**Exercise brief:** Read the lines below, and copy any that contain the string "chart".

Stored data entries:
******
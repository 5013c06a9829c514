//! Session protocol message types
//!
//! One JSON object per line in each direction.

use seatplan_core::{Guest, LayoutState, Point, RosterRow, Statistics, TableId, TableShape};
use serde::{Deserialize, Serialize};

use crate::viewmodel::ViewContext;

/// Requests read from the session input
#[derive(Debug, Clone, Serialize, Deserialize)]
#[serde(tag = "type")]
pub enum Command {
    /// Add a table at the next default position
    AddTable { shape: TableShape, seats: u32 },

    /// Move a table on the canvas
    Reposition { table_id: TableId, x: f64, y: f64 },

    /// Seat a guest, replacing any current occupant
    AssignGuest {
        table_id: TableId,
        seat: u32,
        guest: Guest,
    },

    /// Clear a seat
    RemoveGuest { table_id: TableId, seat: u32 },

    RenumberTable { table_id: TableId, number: u32 },

    SetDescription { table_id: TableId, text: String },

    /// Remove a table and everyone seated at it
    RemoveTable { table_id: TableId },

    AddEntree { name: String },

    RemoveEntree { name: String },

    SetExpectedGuests { count: u32 },

    /// Aggregate counters
    Statistics,

    /// One row per occupied seat
    Roster,

    /// Entree options for the guest form
    EntreeChoices,

    /// Seat anchors of a table, in table-local coordinates
    SeatAnchors { table_id: TableId },

    /// Seat under a table-local point
    SeatAt { table_id: TableId, x: f64, y: f64 },

    /// Full layout state
    Snapshot,

    /// Replace the layout with a saved state
    Restore { state: LayoutState },

    SetEditMode { enabled: bool },

    ToggleEditMode,

    SetZoom { zoom: f64 },

    /// Pick a seat for the guest form
    SelectSeat { table_id: TableId, seat: u32 },

    ClearSelection,

    /// Save the guest form into the selected seat
    SaveSelectedGuest { guest: Guest },

    /// Clear the selected seat
    RemoveSelectedGuest,

    /// Start editing a table number inline
    EditTableNumber { table_id: TableId },

    OpenTableCreator,

    CloseTableCreator,

    /// Current view context
    View,

    /// Pointer pressed on a table
    DragBegin { table_id: TableId, x: f64, y: f64 },

    /// Pointer moved while dragging
    DragMove { x: f64, y: f64 },

    /// Pointer released
    DragEnd,
}

/// Replies written to the session output, one per command
#[derive(Debug, Clone, Serialize, Deserialize)]
#[serde(tag = "type")]
pub enum Response {
    /// A table was created
    TableAdded { table_id: TableId, number: u32 },

    /// Whether a mutation found its target; `false` means it was dropped
    Applied { applied: bool },

    /// A removed guest, if the seat was occupied
    GuestRemoved { guest: Option<Guest> },

    Statistics {
        #[serde(flatten)]
        statistics: Statistics,
        guests_unplaced: u64,
        duplicate_numbers: Vec<u32>,
    },

    Roster { rows: Vec<RosterRow> },

    Entrees { choices: Vec<String> },

    SeatAnchors { anchors: Vec<Point> },

    Seat { seat: Option<u32> },

    Snapshot { state: LayoutState },

    View { view: ViewContext },

    /// New table position during a drag, if it moved
    Dragged { position: Option<Point> },

    DragEnded { table_id: Option<TableId> },

    /// Input rejected; the layout is unchanged
    Error { message: String },
}

impl Response {
    pub fn error(message: impl std::fmt::Display) -> Self {
        Response::Error {
            message: message.to_string(),
        }
    }
}
//! View models for the seating chart

mod chart;
mod drag;

pub use chart::ViewContext;
pub use drag::DragTracker;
******
**Solution to this exercise:**
//! View models for the seating chart
mod chart;
pub use chart::ViewContext;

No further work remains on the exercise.